* What you are asked to do *
Show each line of the data below that has the string "PerRequest" in it.

* Data *
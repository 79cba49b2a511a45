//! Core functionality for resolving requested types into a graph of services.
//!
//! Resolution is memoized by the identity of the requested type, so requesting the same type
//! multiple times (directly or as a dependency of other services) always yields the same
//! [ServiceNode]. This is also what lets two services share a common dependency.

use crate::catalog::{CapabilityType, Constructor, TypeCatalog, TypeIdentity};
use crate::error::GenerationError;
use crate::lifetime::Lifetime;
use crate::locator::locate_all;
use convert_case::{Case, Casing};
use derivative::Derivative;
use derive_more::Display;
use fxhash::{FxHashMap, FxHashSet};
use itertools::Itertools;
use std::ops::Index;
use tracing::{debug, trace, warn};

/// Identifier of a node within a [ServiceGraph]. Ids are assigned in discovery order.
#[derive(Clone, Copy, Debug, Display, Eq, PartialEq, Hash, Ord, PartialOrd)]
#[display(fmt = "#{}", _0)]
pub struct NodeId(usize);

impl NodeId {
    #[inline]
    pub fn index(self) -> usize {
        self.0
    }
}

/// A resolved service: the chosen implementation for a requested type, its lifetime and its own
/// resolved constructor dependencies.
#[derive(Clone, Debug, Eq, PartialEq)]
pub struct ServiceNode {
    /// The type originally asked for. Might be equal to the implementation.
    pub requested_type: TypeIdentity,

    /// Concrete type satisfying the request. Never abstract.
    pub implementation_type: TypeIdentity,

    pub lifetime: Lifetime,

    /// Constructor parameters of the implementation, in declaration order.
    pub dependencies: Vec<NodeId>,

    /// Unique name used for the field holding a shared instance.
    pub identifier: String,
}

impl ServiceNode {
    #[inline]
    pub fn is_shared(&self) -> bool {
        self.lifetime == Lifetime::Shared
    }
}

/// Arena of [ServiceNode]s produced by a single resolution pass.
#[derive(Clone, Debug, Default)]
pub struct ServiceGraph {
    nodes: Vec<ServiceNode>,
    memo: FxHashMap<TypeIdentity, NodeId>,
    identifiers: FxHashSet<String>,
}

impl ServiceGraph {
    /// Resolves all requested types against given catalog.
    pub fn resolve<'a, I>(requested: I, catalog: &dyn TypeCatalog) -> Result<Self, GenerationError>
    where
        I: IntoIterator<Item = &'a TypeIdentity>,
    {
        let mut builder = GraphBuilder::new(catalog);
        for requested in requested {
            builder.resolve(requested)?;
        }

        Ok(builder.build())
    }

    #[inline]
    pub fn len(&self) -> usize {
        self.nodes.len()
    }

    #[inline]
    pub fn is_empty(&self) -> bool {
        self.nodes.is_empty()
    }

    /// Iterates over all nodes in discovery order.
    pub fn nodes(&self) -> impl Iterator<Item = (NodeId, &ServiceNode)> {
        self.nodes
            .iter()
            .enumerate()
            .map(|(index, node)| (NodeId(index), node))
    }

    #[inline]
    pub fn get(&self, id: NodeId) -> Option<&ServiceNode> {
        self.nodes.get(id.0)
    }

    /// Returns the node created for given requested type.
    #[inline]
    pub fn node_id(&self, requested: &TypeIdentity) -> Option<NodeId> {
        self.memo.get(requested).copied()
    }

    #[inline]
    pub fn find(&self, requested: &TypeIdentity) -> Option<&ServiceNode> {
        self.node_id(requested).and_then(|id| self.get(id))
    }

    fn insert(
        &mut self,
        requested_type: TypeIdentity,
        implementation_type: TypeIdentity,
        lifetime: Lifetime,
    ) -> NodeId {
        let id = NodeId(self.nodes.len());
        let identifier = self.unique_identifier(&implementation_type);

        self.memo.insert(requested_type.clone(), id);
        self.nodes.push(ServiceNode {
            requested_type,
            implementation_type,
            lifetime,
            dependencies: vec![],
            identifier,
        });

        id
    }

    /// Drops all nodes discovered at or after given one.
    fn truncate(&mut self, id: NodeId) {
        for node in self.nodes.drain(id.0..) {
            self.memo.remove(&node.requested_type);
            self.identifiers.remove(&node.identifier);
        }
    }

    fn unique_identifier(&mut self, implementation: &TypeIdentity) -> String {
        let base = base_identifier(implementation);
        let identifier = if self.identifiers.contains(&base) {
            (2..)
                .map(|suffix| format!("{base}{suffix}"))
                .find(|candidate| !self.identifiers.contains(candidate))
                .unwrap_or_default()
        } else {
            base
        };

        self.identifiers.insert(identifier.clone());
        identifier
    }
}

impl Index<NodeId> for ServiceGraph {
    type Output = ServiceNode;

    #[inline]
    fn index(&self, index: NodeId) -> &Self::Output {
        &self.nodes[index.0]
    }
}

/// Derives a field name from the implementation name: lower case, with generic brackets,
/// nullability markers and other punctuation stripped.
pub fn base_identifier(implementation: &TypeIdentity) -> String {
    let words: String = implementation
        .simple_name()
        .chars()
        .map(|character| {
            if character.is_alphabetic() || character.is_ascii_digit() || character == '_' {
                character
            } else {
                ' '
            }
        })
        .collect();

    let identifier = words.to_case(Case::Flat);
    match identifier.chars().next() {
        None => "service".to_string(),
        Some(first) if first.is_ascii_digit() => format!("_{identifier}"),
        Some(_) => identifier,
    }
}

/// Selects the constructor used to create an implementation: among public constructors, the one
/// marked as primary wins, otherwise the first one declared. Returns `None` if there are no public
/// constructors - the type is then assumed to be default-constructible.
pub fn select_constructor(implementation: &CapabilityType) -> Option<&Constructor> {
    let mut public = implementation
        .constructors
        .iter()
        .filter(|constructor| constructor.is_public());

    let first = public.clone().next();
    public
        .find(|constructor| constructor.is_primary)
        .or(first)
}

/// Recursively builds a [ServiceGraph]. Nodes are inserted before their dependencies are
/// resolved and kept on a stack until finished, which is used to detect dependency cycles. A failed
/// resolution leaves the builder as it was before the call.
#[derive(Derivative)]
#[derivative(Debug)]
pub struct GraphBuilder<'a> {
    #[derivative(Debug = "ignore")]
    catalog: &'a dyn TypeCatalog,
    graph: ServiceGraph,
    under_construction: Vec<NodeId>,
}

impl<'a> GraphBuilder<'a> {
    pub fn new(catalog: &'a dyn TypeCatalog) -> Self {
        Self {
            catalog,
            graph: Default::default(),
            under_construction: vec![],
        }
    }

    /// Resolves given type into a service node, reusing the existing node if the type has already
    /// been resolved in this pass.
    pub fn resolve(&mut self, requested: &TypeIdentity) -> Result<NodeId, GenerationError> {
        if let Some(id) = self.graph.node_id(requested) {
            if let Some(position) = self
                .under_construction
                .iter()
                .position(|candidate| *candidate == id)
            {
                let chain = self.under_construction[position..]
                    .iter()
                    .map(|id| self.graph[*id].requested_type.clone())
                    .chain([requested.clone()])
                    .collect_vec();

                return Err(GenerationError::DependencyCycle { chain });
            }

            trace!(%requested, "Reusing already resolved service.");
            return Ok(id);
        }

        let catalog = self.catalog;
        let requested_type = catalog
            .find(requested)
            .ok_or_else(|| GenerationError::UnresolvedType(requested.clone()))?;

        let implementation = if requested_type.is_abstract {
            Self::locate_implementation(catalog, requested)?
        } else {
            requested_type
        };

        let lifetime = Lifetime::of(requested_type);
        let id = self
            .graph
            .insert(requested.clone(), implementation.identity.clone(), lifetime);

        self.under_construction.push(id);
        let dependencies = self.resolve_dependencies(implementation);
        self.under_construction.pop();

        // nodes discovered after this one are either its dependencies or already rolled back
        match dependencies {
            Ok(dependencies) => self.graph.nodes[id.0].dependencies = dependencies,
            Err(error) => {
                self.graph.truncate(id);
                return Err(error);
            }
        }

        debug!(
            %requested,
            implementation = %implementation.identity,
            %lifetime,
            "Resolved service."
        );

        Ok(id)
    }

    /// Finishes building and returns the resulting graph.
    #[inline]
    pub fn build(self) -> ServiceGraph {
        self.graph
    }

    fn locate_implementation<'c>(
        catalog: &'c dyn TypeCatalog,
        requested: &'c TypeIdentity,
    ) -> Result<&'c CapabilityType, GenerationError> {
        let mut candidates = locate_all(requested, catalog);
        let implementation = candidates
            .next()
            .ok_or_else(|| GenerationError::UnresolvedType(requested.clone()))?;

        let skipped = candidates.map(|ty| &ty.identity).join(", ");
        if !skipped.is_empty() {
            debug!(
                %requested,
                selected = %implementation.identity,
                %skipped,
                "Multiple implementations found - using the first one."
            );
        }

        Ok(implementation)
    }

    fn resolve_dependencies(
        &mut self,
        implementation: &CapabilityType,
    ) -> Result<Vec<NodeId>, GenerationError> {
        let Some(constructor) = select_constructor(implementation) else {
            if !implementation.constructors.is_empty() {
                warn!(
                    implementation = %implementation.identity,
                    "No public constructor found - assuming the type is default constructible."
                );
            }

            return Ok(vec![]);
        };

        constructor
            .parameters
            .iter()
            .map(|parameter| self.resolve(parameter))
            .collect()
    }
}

--

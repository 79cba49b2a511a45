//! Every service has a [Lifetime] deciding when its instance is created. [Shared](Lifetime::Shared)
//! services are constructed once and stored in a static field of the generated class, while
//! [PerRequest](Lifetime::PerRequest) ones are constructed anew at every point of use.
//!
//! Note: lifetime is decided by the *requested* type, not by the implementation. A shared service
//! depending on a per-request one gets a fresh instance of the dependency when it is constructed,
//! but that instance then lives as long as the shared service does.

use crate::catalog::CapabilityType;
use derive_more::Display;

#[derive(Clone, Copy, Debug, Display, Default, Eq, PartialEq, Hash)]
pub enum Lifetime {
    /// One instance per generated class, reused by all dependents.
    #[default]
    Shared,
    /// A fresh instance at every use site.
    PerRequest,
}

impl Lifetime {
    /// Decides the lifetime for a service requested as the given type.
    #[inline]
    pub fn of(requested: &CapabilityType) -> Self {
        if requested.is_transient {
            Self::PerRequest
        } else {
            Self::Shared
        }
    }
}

* Answer *
//! [PerRequest](Lifetime::PerRequest) ones are constructed anew at every point of use.
    PerRequest,
            Self::PerRequest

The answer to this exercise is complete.